YOUR INSTRUCTIONS ->
Among the entries that follow, tally the lines with the string "impl". Give no more than the number.
============
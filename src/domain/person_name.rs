use std::fmt::Formatter;

use crate::domain::{letters_only, reject};
use crate::errors::{Field, ValidationError};

/// A given name or a family name.
#[derive(Debug, Clone, PartialEq, Eq)]
pub struct PersonName(String);

impl PersonName {
    /// returns a new instance of PersonName when the input holds no punctuation, whitespace or digit
    pub fn parse(name: String, field: Field) -> Result<PersonName, ValidationError> {
        if letters_only(&name) {
            Ok(Self(name))
        } else {
            Err(reject(field, name))
        }
    }
}

impl std::fmt::Display for PersonName {
    fn fmt(&self, f: &mut Formatter<'_>) -> std::fmt::Result {
        self.0.fmt(f)
    }
}

impl AsRef<str> for PersonName {
    fn as_ref(&self) -> &str {
        &self.0
    }
}
use once_cell::sync::Lazy;
use rolodex::telemetry::{get_subscriber, init_subscriber};
use rolodex::{Directory, Person};

static TRACING: Lazy<()> = Lazy::new(|| {
    let default_filter_level = "info".to_string();
    let subscriber_name = "test".to_string();

    if std::env::var("TEST_LOG").is_ok() {
        let subscriber = get_subscriber(subscriber_name, default_filter_level, std::io::stdout);
        init_subscriber(subscriber).expect("Failed to set up telemetry");
    } else {
        let subscriber = get_subscriber(subscriber_name, default_filter_level, std::io::sink);
        init_subscriber(subscriber).expect("Failed to set up telemetry");
    }
});

pub fn init_tracing() {
    Lazy::force(&TRACING);
}

/// The n-th sample person: `a A +71 aaa kaka1@yandex.ru` for n = 1, and so on.
pub fn sample_person(n: u8) -> Person {
    let letter = char::from(b'a' + n - 1);
    Person::new(
        letter.to_string(),
        letter.to_ascii_uppercase().to_string(),
        format!("+7{}", n),
        letter.to_string().repeat(3),
        format!("kaka{}@yandex.ru", n),
    )
    .expect("Failed to build sample person")
}

/// A directory holding the first `count` sample persons in order.
pub fn sample_directory(count: u8) -> Directory {
    init_tracing();

    let mut directory = Directory::new();
    for n in 1..=count {
        directory.add(sample_person(n)).expect("Failed to file sample person");
    }
    directory
}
============
YOUR SOLUTION ->
3